Benchmarks
Benchmarks are standardized evaluation configurations that enable consistent comparison of agent performance across versions, configurations, and time.
What Are Benchmarks?
A benchmark combines:
- Fixed Dataset - Same test cases for each run
- Standard Metrics - Consistent measurement criteria
- Version Tracking - Historical performance records
- Baseline Comparison - Measure improvement over time
Why Benchmarks?
Benchmarks provide objective, reproducible measurements. Use them to track progress, validate releases, and compare different approaches.
Creating Benchmarks
python
from supaeval import SupaEval
client = SupaEval(api_key="your_api_key")
# Create a benchmark
benchmark = client.benchmarks.create(
name="production_qa_v1",
dataset_id="dataset_123",
metrics=["relevance", "faithfulness", "precision_at_5"],
description="Standard QA benchmark for production releases"
)
# Run benchmark
result = client.benchmarks.run(
benchmark_id=benchmark.id,
agent_endpoint="https://your-agent.com/api/query",
version_tag="v2.1.0"
)
print(f"Benchmark score: {result.overall_score}")

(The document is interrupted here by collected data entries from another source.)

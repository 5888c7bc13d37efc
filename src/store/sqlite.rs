use std::path::Path;
use std::sync::{Mutex, MutexGuard};

use chrono::{DateTime, Utc};
use rusqlite::{params, params_from_iter, Connection, OptionalExtension, Row};
use rusqlite_migration::{Migrations, M};
use tracing::{info, warn};

use crate::app::{Result, TicketFeedError};
use crate::domain::EventRecord;
use crate::store::{
    EventQuery, EventStore, PersistReport, RowFailure, RunRecord, StoredEvent,
};

const EVENT_COLUMNS: &str =
    "id, title, url, start_time, platform, image, event_type, location, event_date";

pub struct SqliteStore {
    conn: Mutex<Connection>,
}

impl SqliteStore {
    pub fn new<P: AsRef<Path>>(path: P) -> Result<Self> {
        let conn = Connection::open(path)?;
        let store = Self {
            conn: Mutex::new(conn),
        };
        store.run_migrations()?;
        Ok(store)
    }

    pub fn in_memory() -> Result<Self> {
        let conn = Connection::open_in_memory()?;
        let store = Self {
            conn: Mutex::new(conn),
        };
        store.run_migrations()?;
        Ok(store)
    }

    fn run_migrations(&self) -> Result<()> {
        let migrations = Migrations::new(vec![
            M::up(include_str!("../../migrations/001-initial/up.sql")),
            M::up(include_str!("../../migrations/002-event-details/up.sql")),
            M::up(include_str!("../../migrations/003-run-log/up.sql")),
        ]);

        let mut conn = self.conn()?;
        migrations.to_latest(&mut conn)?;
        Ok(())
    }

    fn conn(&self) -> Result<MutexGuard<'_, Connection>> {
        self.conn.lock().map_err(|e| {
            TicketFeedError::Database(rusqlite::Error::SqliteFailure(
                rusqlite::ffi::Error::new(1),
                Some(e.to_string()),
            ))
        })
    }

    fn parse_datetime(s: &str) -> Option<DateTime<Utc>> {
        DateTime::parse_from_rfc3339(s)
            .map(|dt| dt.with_timezone(&Utc))
            .ok()
            .or_else(|| s.parse::<DateTime<Utc>>().ok())
    }

    fn row_to_event(row: &Row<'_>) -> rusqlite::Result<StoredEvent> {
        Ok(StoredEvent {
            id: row.get(0)?,
            event: EventRecord {
                title: row.get(1)?,
                url: row.get(2)?,
                start_time: row.get(3)?,
                platform: row.get(4)?,
                image: row.get(5)?,
                event_type: row.get(6)?,
                location: row.get(7)?,
                event_date: row.get(8)?,
            },
        })
    }
}

fn escape_like(input: &str) -> String {
    let mut out = String::with_capacity(input.len());
    for c in input.chars() {
        if matches!(c, '%' | '_' | '\\') {
            out.push('\\');
        }
        out.push(c);
    }
    out
}

fn filter_value(value: &Option<String>) -> Option<&str> {
    value.as_deref().map(str::trim).filter(|v| !v.is_empty())
}

impl EventStore for SqliteStore {
    fn replace_all(&self, events: &[EventRecord]) -> Result<PersistReport> {
        if events.is_empty() {
            warn!("No events to persist, keeping the existing rows");
            return Ok(PersistReport::default());
        }

        let mut conn = self.conn()?;
        let tx = conn.transaction()?;

        tx.execute("DELETE FROM events", [])?;
        tx.execute("DELETE FROM sqlite_sequence WHERE name = 'events'", [])?;

        let mut report = PersistReport::default();
        {
            let mut stmt = tx.prepare(
                "INSERT INTO events (title, url, start_time, platform, image, event_type, location, event_date)
                 VALUES (?1, ?2, ?3, ?4, ?5, ?6, ?7, ?8)
                 ON CONFLICT(url) DO NOTHING",
            )?;

            for event in events {
                // A failed statement is rolled back on its own; the
                // transaction stays usable.
                match stmt.execute(params![
                    event.title,
                    event.url,
                    event.start_time,
                    event.platform,
                    event.image,
                    event.event_type,
                    event.location,
                    event.event_date,
                ]) {
                    Ok(0) => report.skipped += 1,
                    Ok(_) => report.written += 1,
                    Err(e) => {
                        warn!(title = %event.title, url = %event.url, error = %e, "Failed to insert event");
                        report.failures.push(RowFailure {
                            title: event.title.clone(),
                            url: event.url.clone(),
                            reason: e.to_string(),
                        });
                    }
                }
            }
        }

        tx.commit()?;
        info!(
            written = report.written,
            skipped = report.skipped,
            failed = report.failures.len(),
            "Replaced stored events"
        );
        Ok(report)
    }

    fn query_events(&self, query: &EventQuery) -> Result<Vec<StoredEvent>> {
        let conn = self.conn()?;

        let mut clauses = Vec::new();
        let mut values: Vec<String> = Vec::new();

        if let Some(platform) = filter_value(&query.platform) {
            values.push(platform.to_string());
            clauses.push(format!("platform = ?{}", values.len()));
        }
        if let Some(title) = filter_value(&query.title) {
            values.push(format!("%{}%", escape_like(title)));
            clauses.push(format!("title LIKE ?{} ESCAPE '\\'", values.len()));
        }
        if let Some(event_type) = filter_value(&query.event_type) {
            values.push(format!("%{}%", escape_like(event_type)));
            clauses.push(format!("event_type LIKE ?{} ESCAPE '\\'", values.len()));
        }

        let mut sql = format!("SELECT {} FROM events", EVENT_COLUMNS);
        if !clauses.is_empty() {
            sql.push_str(" WHERE ");
            sql.push_str(&clauses.join(" AND "));
        }
        sql.push_str(&format!(
            " ORDER BY {} {}, id ASC",
            query.sort.column(),
            if query.descending { "DESC" } else { "ASC" }
        ));
        if let Some(limit) = query.limit {
            sql.push_str(&format!(" LIMIT {}", limit));
        }

        let mut stmt = conn.prepare(&sql)?;
        let events = stmt
            .query_map(params_from_iter(values.iter()), Self::row_to_event)?
            .collect::<std::result::Result<Vec<_>, _>>()?;

        Ok(events)
    }

    fn platform_counts(&self) -> Result<Vec<(String, i64)>> {
        let conn = self.conn()?;
        let mut stmt = conn.prepare(
            "SELECT platform, COUNT(*) AS n FROM events
             GROUP BY platform ORDER BY n DESC, platform ASC",
        )?;

        let counts = stmt
            .query_map([], |row| Ok((row.get(0)?, row.get(1)?)))?
            .collect::<std::result::Result<Vec<_>, _>>()?;

        Ok(counts)
    }

    fn count(&self) -> Result<i64> {
        let conn = self.conn()?;
        let count = conn.query_row("SELECT COUNT(*) FROM events", [], |row| row.get(0))?;
        Ok(count)
    }

    fn record_run(&self, run: &RunRecord) -> Result<i64> {
        let conn = self.conn()?;
        conn.execute(
            "INSERT INTO runs (started_at, finished_at, raw_count, unique_count, persisted_count,
                               adapters_ok, adapters_failed, outcome)
             VALUES (?1, ?2, ?3, ?4, ?5, ?6, ?7, ?8)",
            params![
                run.started_at.to_rfc3339(),
                run.finished_at.to_rfc3339(),
                run.raw_count as i64,
                run.unique_count as i64,
                run.persisted_count as i64,
                run.adapters_ok as i64,
                run.adapters_failed as i64,
                run.outcome,
            ],
        )?;

        Ok(conn.last_insert_rowid())
    }

    fn last_run(&self) -> Result<Option<RunRecord>> {
        let conn = self.conn()?;

        let result = conn
            .query_row(
                "SELECT started_at, finished_at, raw_count, unique_count, persisted_count,
                        adapters_ok, adapters_failed, outcome
                 FROM runs ORDER BY id DESC LIMIT 1",
                [],
                |row| {
                    Ok(RunRecord {
                        started_at: row
                            .get::<_, String>(0)
                            .ok()
                            .and_then(|s| Self::parse_datetime(&s))
                            .unwrap_or_else(Utc::now),
                        finished_at: row
                            .get::<_, String>(1)
                            .ok()
                            .and_then(|s| Self::parse_datetime(&s))
                            .unwrap_or_else(Utc::now),
                        raw_count: row.get::<_, i64>(2)? as usize,
                        unique_count: row.get::<_, i64>(3)? as usize,
                        persisted_count: row.get::<_, i64>(4)? as usize,
                        adapters_ok: row.get::<_, i64>(5)? as usize,
                        adapters_failed: row.get::<_, i64>(6)? as usize,
                        outcome: row.get(7)?,
                    })
                },
            )
            .optional()?;

        Ok(result)
    }
}

#[cfg(test)]
mod tests {
    use super::*;
    use crate::store::SortColumn;
    use tempfile::tempdir;

    fn event(title: &str, url: &str, platform: &str) -> EventRecord {
        EventRecord::new(title, url, platform)
    }

    fn urls(store: &SqliteStore) -> Vec<String> {
        store
            .query_events(&EventQuery::default())
            .unwrap()
            .into_iter()
            .map(|e| e.event.url)
            .collect()
    }

    #[test]
    fn test_empty_input_is_noop() {
        let store = SqliteStore::in_memory().unwrap();
        store
            .replace_all(&[
                event("Jazz Night", "https://a/1", "A"),
                event("Art Expo", "https://b/2", "B"),
            ])
            .unwrap();

        let report = store.replace_all(&[]).unwrap();
        assert_eq!(report, PersistReport::default());
        assert_eq!(store.count().unwrap(), 2);
    }

    #[test]
    fn test_full_refresh_replaces_rows() {
        let store = SqliteStore::in_memory().unwrap();
        store.replace_all(&[event("Old Show", "old", "A")]).unwrap();
        store.replace_all(&[event("New Show", "new", "A")]).unwrap();

        let rows = store.query_events(&EventQuery::default()).unwrap();
        assert_eq!(rows.len(), 1);
        assert_eq!(rows[0].event.url, "new");
        // identity restarts with every refresh
        assert_eq!(rows[0].id, 1);
    }

    #[test]
    fn test_duplicate_url_is_ignored() {
        let store = SqliteStore::in_memory().unwrap();
        let report = store
            .replace_all(&[
                event("Jazz Night", "https://a/1", "A"),
                event("Jazz Night Dup", "https://a/1", "B"),
            ])
            .unwrap();

        assert_eq!(report.written, 1);
        assert_eq!(report.skipped, 1);
        assert!(report.failures.is_empty());

        let rows = store.query_events(&EventQuery::default()).unwrap();
        assert_eq!(rows.len(), 1);
        assert_eq!(rows[0].event.title, "Jazz Night");
    }

    #[test]
    fn test_bad_row_does_not_abort_batch() {
        let store = SqliteStore::in_memory().unwrap();
        let oversized = "x".repeat(300);
        let report = store
            .replace_all(&[
                event("Jazz Night", "https://a/1", "A"),
                event(&oversized, "https://a/2", "A"),
                event("Art Expo", "https://b/2", "B"),
            ])
            .unwrap();

        assert_eq!(report.written, 2);
        assert_eq!(report.failures.len(), 1);
        assert_eq!(report.failures[0].url, "https://a/2");
        assert_eq!(urls(&store), vec!["https://a/1", "https://b/2"]);
    }

    #[test]
    fn test_query_filters_and_sort() {
        let store = SqliteStore::in_memory().unwrap();
        let mut concert = event("Jazz Night", "https://a/1", "KKTIX");
        concert.event_type = "concert".into();
        let mut expo = event("Art Expo 100%", "https://b/2", "寬宏");
        expo.event_type = "exhibition".into();
        let mut late = event("Late Jazz Session", "https://a/3", "KKTIX");
        late.event_type = "concert".into();
        store.replace_all(&[concert, expo, late]).unwrap();

        let kktix = store
            .query_events(&EventQuery {
                platform: Some("KKTIX".into()),
                ..Default::default()
            })
            .unwrap();
        assert_eq!(kktix.len(), 2);

        let jazz = store
            .query_events(&EventQuery {
                title: Some("jazz".into()),
                sort: SortColumn::Title,
                descending: true,
                ..Default::default()
            })
            .unwrap();
        let titles: Vec<_> = jazz.iter().map(|e| e.event.title.as_str()).collect();
        assert_eq!(titles, vec!["Late Jazz Session", "Jazz Night"]);

        let percent = store
            .query_events(&EventQuery {
                title: Some("100%".into()),
                ..Default::default()
            })
            .unwrap();
        assert_eq!(percent.len(), 1);

        let exhibitions = store
            .query_events(&EventQuery {
                event_type: Some("exhib".into()),
                ..Default::default()
            })
            .unwrap();
        assert_eq!(exhibitions.len(), 1);
        assert_eq!(exhibitions[0].event.platform, "寬宏");

        let limited = store
            .query_events(&EventQuery {
                limit: Some(1),
                ..Default::default()
            })
            .unwrap();
        assert_eq!(limited.len(), 1);
    }

    #[test]
    fn test_platform_counts() {
        let store = SqliteStore::in_memory().unwrap();
        store
            .replace_all(&[
                event("Jazz Night", "https://a/1", "KKTIX"),
                event("Art Expo", "https://b/2", "寬宏"),
                event("Late Jazz", "https://a/3", "KKTIX"),
            ])
            .unwrap();

        let counts = store.platform_counts().unwrap();
        assert_eq!(counts, vec![("KKTIX".to_string(), 2), ("寬宏".to_string(), 1)]);
    }

    #[test]
    fn test_run_log() {
        let store = SqliteStore::in_memory().unwrap();
        assert!(store.last_run().unwrap().is_none());

        let started = Utc::now();
        let run = RunRecord {
            started_at: started,
            finished_at: started,
            raw_count: 10,
            unique_count: 8,
            persisted_count: 8,
            adapters_ok: 7,
            adapters_failed: 1,
            outcome: "persisted".into(),
        };
        store.record_run(&run).unwrap();
        let second = RunRecord {
            outcome: "skipped-empty".into(),
            persisted_count: 0,
            ..run.clone()
        };
        store.record_run(&second).unwrap();

        let last = store.last_run().unwrap().unwrap();
        assert_eq!(last.outcome, "skipped-empty");
        assert_eq!(last.raw_count, 10);
        assert_eq!(last.started_at.timestamp(), started.timestamp());
    }

    #[test]
    fn test_on_disk_store_reopens() {
        let dir = tempdir().unwrap();
        let path = dir.path().join("events.db");

        {
            let store = SqliteStore::new(&path).unwrap();
            store.replace_all(&[event("Jazz Night", "https://a/1", "A")]).unwrap();
        }

        let store = SqliteStore::new(&path).unwrap();
        assert_eq!(store.count().unwrap(), 1);
        let rows = store.query_events(&EventQuery::default()).unwrap();
        assert_eq!(rows[0].event.location, "詳見內文");
    }
}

print(f"vs baseline: {result.vs_baseline}%")Benchmark Types
Internal Benchmarks
Custom datasets specific to your domain and use case. Track internal progress.
Public Benchmarks
Industry-standard datasets (coming soon). Compare against other agents.
Version Tracking
Each benchmark run is tagged with a version identifier:
- Git commit SHA
- Semantic version (v1.0.0)
- Custom labels (production, staging, experimental)
This enables tracking performance across releases and identifying regressions.
Benchmark Leaderboards
View all runs of a benchmark in a leaderboard showing:
- Overall score and ranking
- Per-metric breakdown
- Version and timestamp
- Configuration differences
Best Practice
Run benchmarks before each production deployment. Set minimum score thresholds as deployment gates to prevent regressions.
Comparing Results
The comparison view shows:
- Delta Metrics - Percentage change from baseline
- Statistical Significance - Whether improvements are meaningful
- Per-Case Differences - Which test cases improved or regressed
- Confidence Intervals - Uncertainty in measurements
Continuous Benchmarking
Integrate benchmarks into your CI/CD pipeline:
- Run automatically on pull requests
- Block merges if scores drop below threshold
- Generate reports in PR comments
- Track trends in your monitoring dashboard
Benchmark Insights
Beyond raw scores, benchmarks reveal:
- Which types of queries your agent handles well
- Common failure modes to address
- Cost vs. quality tradeoffs
- Latency improvements or regressions